- Instructions for the task: Check each line of the records below and collect those that include the word "Copy".

——————————

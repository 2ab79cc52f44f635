//! Release configuration.
//!
//! Everything the workflow needs to know about the repository it is
//! releasing lives in [`ReleaseConfig`]. The defaults describe the labtail
//! README install snippet.
use derive_builder::Builder;
use std::path::PathBuf;

use crate::{error::ReleaseError, error::Result, readme::PatchTarget};

/// README file patched on every release, relative to the working directory.
pub const DEFAULT_README_PATH: &str = "README.md";

/// Start of the install snippet line that carries the pinned commit.
pub const DEFAULT_MARKER_PREFIX: &str =
    "curl -LsSf https://raw.githubusercontent.com/ivarref/labtail/";

/// Everything following the commit on the install snippet line.
pub const DEFAULT_MARKER_SUFFIX: &str = "/labtail.sh -O \\";

/// Commit message for the release commit.
pub const DEFAULT_COMMIT_MESSAGE: &str = "Make release";

/// Version control executable.
pub const DEFAULT_GIT_PROGRAM: &str = "git";

/// Settings for a single release run.
#[derive(Debug, Clone, PartialEq, Eq, Builder)]
#[builder(default, setter(into))]
pub struct ReleaseConfig {
    /// README file to patch.
    pub readme_path: PathBuf,
    /// Line to locate and the shape of its replacement.
    pub target: PatchTarget,
    /// Message used for the release commit.
    pub commit_message: String,
    /// Program invoked for every version control command.
    pub git_program: String,
    /// Preview the patch without writing, committing or pushing.
    pub dry_run: bool,
}

impl Default for ReleaseConfig {
    fn default() -> Self {
        Self {
            readme_path: PathBuf::from(DEFAULT_README_PATH),
            target: PatchTarget::new(
                DEFAULT_MARKER_PREFIX,
                DEFAULT_MARKER_SUFFIX,
            ),
            commit_message: DEFAULT_COMMIT_MESSAGE.to_string(),
            git_program: DEFAULT_GIT_PROGRAM.to_string(),
            dry_run: false,
        }
    }
}

impl ReleaseConfig {
    /// Rejects settings that would make the workflow misbehave silently.
    pub fn validate(&self) -> Result<()> {
        // an empty prefix matches every line of the README
        if self.target.prefix.is_empty() {
            return Err(ReleaseError::invalid_config(
                "marker prefix must not be empty",
            ));
        }

        if self.git_program.trim().is_empty() {
            return Err(ReleaseError::invalid_config(
                "git program must not be empty",
            ));
        }

        if self.readme_path.as_os_str().is_empty() {
            return Err(ReleaseError::invalid_config(
                "readme path must not be empty",
            ));
        }

        Ok(())
    }

    /// Builds the argv for a git subcommand.
    pub fn git_argv(&self, args: &[&str]) -> Vec<String> {
        std::iter::once(self.git_program.clone())
            .chain(args.iter().map(|arg| arg.to_string()))
            .collect()
    }

    /// README path as it should be passed to `git add`.
    pub fn readme_arg(&self) -> String {
        self.readme_path.display().to_string()
    }
}

#[cfg(test)]
mod tests {
    use super::*;

    #[test]
    fn loads_defaults() {
        let config = ReleaseConfig::default();
        assert_eq!(config.readme_path, PathBuf::from("README.md"));
        assert_eq!(config.target.prefix, DEFAULT_MARKER_PREFIX);
        assert_eq!(config.target.suffix, "/labtail.sh -O \\");
        assert_eq!(config.commit_message, "Make release");
        assert_eq!(config.git_program, "git");
        assert!(!config.dry_run);
        assert!(config.validate().is_ok());
    }

    #[test]
    fn builder_falls_back_to_defaults() {
        let config = ReleaseConfigBuilder::default()
            .dry_run(true)
            .readme_path("docs/README.md")
            .build()
            .unwrap();

        assert!(config.dry_run);
        assert_eq!(config.readme_path, PathBuf::from("docs/README.md"));
        assert_eq!(config.commit_message, DEFAULT_COMMIT_MESSAGE);
        assert_eq!(config.git_program, DEFAULT_GIT_PROGRAM);
    }

    #[test]
    fn rejects_empty_marker_prefix() {
        let config = ReleaseConfigBuilder::default()
            .target(PatchTarget::new("", "/suffix"))
            .build()
            .unwrap();

        let err = config.validate().unwrap_err();
        assert!(matches!(err, ReleaseError::InvalidConfig(_)));
    }

    #[test]
    fn rejects_blank_git_program() {
        let config = ReleaseConfigBuilder::default()
            .git_program("  ")
            .build()
            .unwrap();

        assert!(config.validate().is_err());
    }

    #[test]
    fn builds_git_argv() {
        let config = ReleaseConfig::default();
        assert_eq!(
            config.git_argv(&["diff-index", "--quiet", "HEAD", "--"]),
            vec!["git", "diff-index", "--quiet", "HEAD", "--"]
        );
    }
}
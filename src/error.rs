//! Fatal error types for the release workflow.
//!
//! Anything that can go wrong in a way the workflow cannot report as a normal
//! [`ReleaseOutcome`](crate::workflow::ReleaseOutcome) ends up here: a missing
//! executable, an unreadable README, a logger that refuses to start. These
//! propagate to `main` and terminate the process with a non-zero status.

use thiserror::Error;

/// Main error type for release operations.
#[derive(Error, Debug)]
pub enum ReleaseError {
    #[error("Executable \"{program}\" was not found (full command: {command})")]
    ExecutableNotFound { program: String, command: String },

    #[error("Invalid configuration: {0}")]
    InvalidConfig(String),

    #[error("I/O error: {0}")]
    Io(#[from] std::io::Error),

    #[error("Logger initialization error: {0}")]
    LoggerError(#[from] log::SetLoggerError),
}

/// Result type alias using ReleaseError
pub type Result<T> = std::result::Result<T, ReleaseError>;

impl ReleaseError {
    /// Create an executable-not-found error from the attempted argv
    pub fn executable_not_found(argv: &[String]) -> Self {
        Self::ExecutableNotFound {
            program: argv.first().cloned().unwrap_or_default(),
            command: format!("{argv:?}"),
        }
    }

    /// Create an invalid config error
    pub fn invalid_config(msg: impl Into<String>) -> Self {
        Self::InvalidConfig(msg.into())
    }
}

#[cfg(test)]
mod tests {
    use super::*;

    #[test]
    fn test_error_display_formats() {
        let argv = vec!["gitx".to_string(), "push".to_string()];
        let err = ReleaseError::executable_not_found(&argv);
        assert_eq!(
            err.to_string(),
            r#"Executable "gitx" was not found (full command: ["gitx", "push"])"#
        );

        let err = ReleaseError::invalid_config("empty marker prefix");
        assert_eq!(err.to_string(), "Invalid configuration: empty marker prefix");
    }

    #[test]
    fn test_error_helpers() {
        let err = ReleaseError::executable_not_found(&[]);
        assert!(matches!(
            err,
            ReleaseError::ExecutableNotFound { ref program, .. } if program.is_empty()
        ));

        let err = ReleaseError::invalid_config("missing field");
        assert!(matches!(err, ReleaseError::InvalidConfig(_)));
    }

    #[test]
    fn test_from_conversions() {
        let io_err =
            std::io::Error::new(std::io::ErrorKind::PermissionDenied, "nope");
        let err: ReleaseError = io_err.into();
        assert!(matches!(err, ReleaseError::Io(_)));
    }

    struct NoopLogger;

    impl log::Log for NoopLogger {
        fn enabled(&self, _: &log::Metadata) -> bool {
            false
        }

        fn log(&self, _: &log::Record) {}

        fn flush(&self) {}
    }

    static NOOP_LOGGER: NoopLogger = NoopLogger;

    #[test]
    fn test_logger_error_conversion() {
        // the global logger can only be installed once per process
        let _ = log::set_logger(&NOOP_LOGGER);
        let err: ReleaseError =
            log::set_logger(&NOOP_LOGGER).unwrap_err().into();

        assert!(matches!(err, ReleaseError::LoggerError(_)));
        assert!(err.to_string().starts_with("Logger initialization error:"));
    }
}
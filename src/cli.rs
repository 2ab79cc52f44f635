//! CLI argument parsing.
use clap::Parser;

use crate::config::ReleaseConfig;

/// Pin the README install snippet to the current commit, then commit and
/// push it.
#[derive(Parser, Debug)]
#[command(version, about, long_about = None)]
pub struct Args {
    #[arg(long, default_value_t = false)]
    /// Show the patched line without writing, committing or pushing.
    pub dry: bool,

    #[arg(long, default_value_t = false)]
    /// Enable debug logging.
    pub debug: bool,
}

impl Args {
    /// Release settings for this invocation.
    pub fn release_config(&self) -> ReleaseConfig {
        ReleaseConfig {
            dry_run: self.dry,
            ..ReleaseConfig::default()
        }
    }
}

#[cfg(test)]
mod tests {
    use super::*;

    #[test]
    fn parses_without_flags() {
        let args = Args::try_parse_from(["labtail-release"]).unwrap();
        assert!(!args.dry);
        assert!(!args.debug);

        let config = args.release_config();
        assert!(!config.dry_run);
        assert_eq!(config, ReleaseConfig::default());
    }

    #[test]
    fn parses_dry_flag() {
        let args =
            Args::try_parse_from(["labtail-release", "--dry", "--debug"])
                .unwrap();
        assert!(args.dry);
        assert!(args.debug);
        assert!(args.release_config().dry_run);
    }

    #[test]
    fn rejects_unknown_flags() {
        let result = Args::try_parse_from(["labtail-release", "--push-only"]);
        assert!(result.is_err());
    }

    #[test]
    fn rejects_subcommands() {
        let result = Args::try_parse_from(["labtail-release", "release"]);
        assert!(result.is_err());
    }
}
use clap::Parser;
use color_eyre::eyre::Result;
use log::*;

use labtail_release::{
    ReleaseWorkflow, cli, readme::FsFileEditor, runner::SystemCommandRunner,
};

fn initialize_logger(debug: bool) -> labtail_release::Result<()> {
    let filter = if debug {
        simplelog::LevelFilter::Debug
    } else {
        simplelog::LevelFilter::Info
    };

    let config = simplelog::ConfigBuilder::new()
        .add_filter_allow_str("labtail_release")
        .build();

    simplelog::TermLogger::init(
        filter,
        config,
        simplelog::TerminalMode::Mixed,
        simplelog::ColorChoice::Auto,
    )?;

    Ok(())
}

fn main() -> Result<()> {
    color_eyre::install()?;

    let cli_args = cli::Args::parse();

    initialize_logger(cli_args.debug)?;

    info!("Releasing ...");

    let workflow = ReleaseWorkflow::new(
        cli_args.release_config(),
        SystemCommandRunner::new(),
        FsFileEditor,
    )?;

    let outcome = workflow.run().inspect_err(|_| {
        error!("Releasing ... Fatal error!");
    })?;

    if let Some(summary) = outcome.summary(cli_args.dry) {
        if outcome.is_success() {
            info!("{summary}");
        } else {
            error!("{summary}");
        }
    }

    Ok(())
}
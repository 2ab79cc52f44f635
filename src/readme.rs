//! README line patching.
//!
//! The README carries an install snippet pinned to a specific commit. A
//! release rewrites that line so it points at the commit being released.
//! Patching is pure and works on lines; reading and writing the file goes
//! through [`FileEditor`] so the workflow can be exercised without touching
//! disk.
use log::*;
use std::{fs, path::Path};

use crate::error::Result;

/// Line to locate in the README and the shape of its replacement.
///
/// A line matches when it starts with `prefix`. It is replaced wholesale by
/// `prefix + sha + suffix`, so patching an already patched line with the same
/// sha is a no-op.
#[derive(Debug, Default, Clone, PartialEq, Eq)]
pub struct PatchTarget {
    pub prefix: String,
    pub suffix: String,
}

impl PatchTarget {
    pub fn new(prefix: impl Into<String>, suffix: impl Into<String>) -> Self {
        Self {
            prefix: prefix.into(),
            suffix: suffix.into(),
        }
    }

    /// Whether `line` is the install snippet line.
    pub fn matches(&self, line: &str) -> bool {
        line.starts_with(&self.prefix)
    }

    /// The line pinned to `sha`.
    pub fn replacement(&self, sha: &str) -> String {
        format!("{}{}{}", self.prefix, sha.trim(), self.suffix)
            .trim()
            .to_string()
    }
}

/// Result of patching a README's lines.
#[derive(Debug, Clone, PartialEq, Eq)]
pub struct ReadmePatch {
    /// All lines of the file after patching, in original order.
    pub lines: Vec<String>,
    /// Number of lines that matched the target.
    pub patched: usize,
}

impl ReadmePatch {
    pub fn found(&self) -> bool {
        self.patched > 0
    }

    /// File content to write back: lines joined by `\n` with a trailing
    /// newline.
    pub fn render(&self) -> String {
        render_lines(&self.lines)
    }
}

/// Replaces every line matching `target` with its replacement for `sha`.
///
/// Lines that do not match are carried over untouched. A matching line that
/// ends in `\r` keeps it, so CRLF files stay CRLF.
pub fn patch_lines(
    lines: &[String],
    target: &PatchTarget,
    sha: &str,
) -> ReadmePatch {
    let replacement = target.replacement(sha);
    let mut patched = 0;

    let lines = lines
        .iter()
        .map(|line| {
            if !target.matches(line) {
                return line.clone();
            }

            info!("Patching line:\n{}", line.trim_end_matches('\r'));
            info!("{replacement}");
            info!("^^^ patched line");
            patched += 1;

            if line.ends_with('\r') {
                format!("{replacement}\r")
            } else {
                replacement.clone()
            }
        })
        .collect::<Vec<_>>();

    if patched > 1 {
        warn!(
            "{patched} lines start with \"{}\": all of them were patched",
            target.prefix
        );
    }

    ReadmePatch { lines, patched }
}

/// Splits file content into lines with their `\n` terminators removed.
///
/// A final line without terminator is kept; carriage returns are left alone
/// so the file round-trips byte for byte.
pub fn split_lines(content: &str) -> Vec<String> {
    content.split_terminator('\n').map(String::from).collect()
}

/// Joins lines with `\n` and terminates the file with a newline.
pub fn render_lines(lines: &[String]) -> String {
    let mut content = lines.join("\n");
    content.push('\n');
    content
}

/// Reads and writes a text file line by line.
#[cfg_attr(test, mockall::automock)]
pub trait FileEditor {
    /// Reads `path` as UTF-8 and returns its lines without terminators.
    fn read_lines(&self, path: &Path) -> Result<Vec<String>>;

    /// Overwrites `path` with `lines`, newline terminated.
    fn write_lines(&self, path: &Path, lines: &[String]) -> Result<()>;
}

/// [`FileEditor`] backed by the local filesystem.
#[derive(Debug, Default, Clone, Copy)]
pub struct FsFileEditor;

impl FileEditor for FsFileEditor {
    fn read_lines(&self, path: &Path) -> Result<Vec<String>> {
        debug!("reading {}", path.display());
        let content = fs::read_to_string(path)?;
        Ok(split_lines(&content))
    }

    fn write_lines(&self, path: &Path, lines: &[String]) -> Result<()> {
        debug!("writing {} lines to {}", lines.len(), path.display());
        fs::write(path, render_lines(lines))?;
        Ok(())
    }
}
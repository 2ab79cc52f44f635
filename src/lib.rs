//! Pins the README install snippet to the current commit and publishes it.
//!
//! The crate is split along the collaborators of a release run:
//!
//! - [`runner`]: executes `git` and captures its output
//! - [`readme`]: locates and rewrites the install snippet line
//! - [`workflow`]: the linear release state machine tying both together
pub mod cli;
pub mod config;
pub mod error;
pub mod readme;
pub mod runner;
pub mod workflow;

pub use error::{ReleaseError, Result};
pub use workflow::{AbortReason, ReleaseOutcome, ReleaseWorkflow};
//! Placement validation hooks

/// Decides whether an item (or emptiness) may be placed at a slot index
///
/// Consulted before any validated set, every swap and each step of a bulk
/// add. Nothing is mutated when it returns `false`.
pub trait SlotValidator<I> {
    /// Check if `item` may go into slot `index`
    fn validate(&self, item: Option<&I>, index: usize) -> bool;
}

/// Permits every placement
#[derive(Debug, Clone, Copy, Default, PartialEq, Eq)]
pub struct AcceptAll;

impl<I> SlotValidator<I> for AcceptAll {
    fn validate(&self, _item: Option<&I>, _index: usize) -> bool {
        true
    }
}

impl<I, F> SlotValidator<I> for F
where
    F: Fn(Option<&I>, usize) -> bool,
{
    fn validate(&self, item: Option<&I>, index: usize) -> bool {
        self(item, index)
    }
}

/// Pin a closure to the validator signature so its argument types infer
pub fn from_fn<I, F>(f: F) -> F
where
    F: Fn(Option<&I>, usize) -> bool,
{
    f
}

——————————

- Solution to the exercise:
#[derive(Debug, Default, Clone, Copy)]
#[derive(Debug, Clone, Copy, Default, PartialEq, Eq)]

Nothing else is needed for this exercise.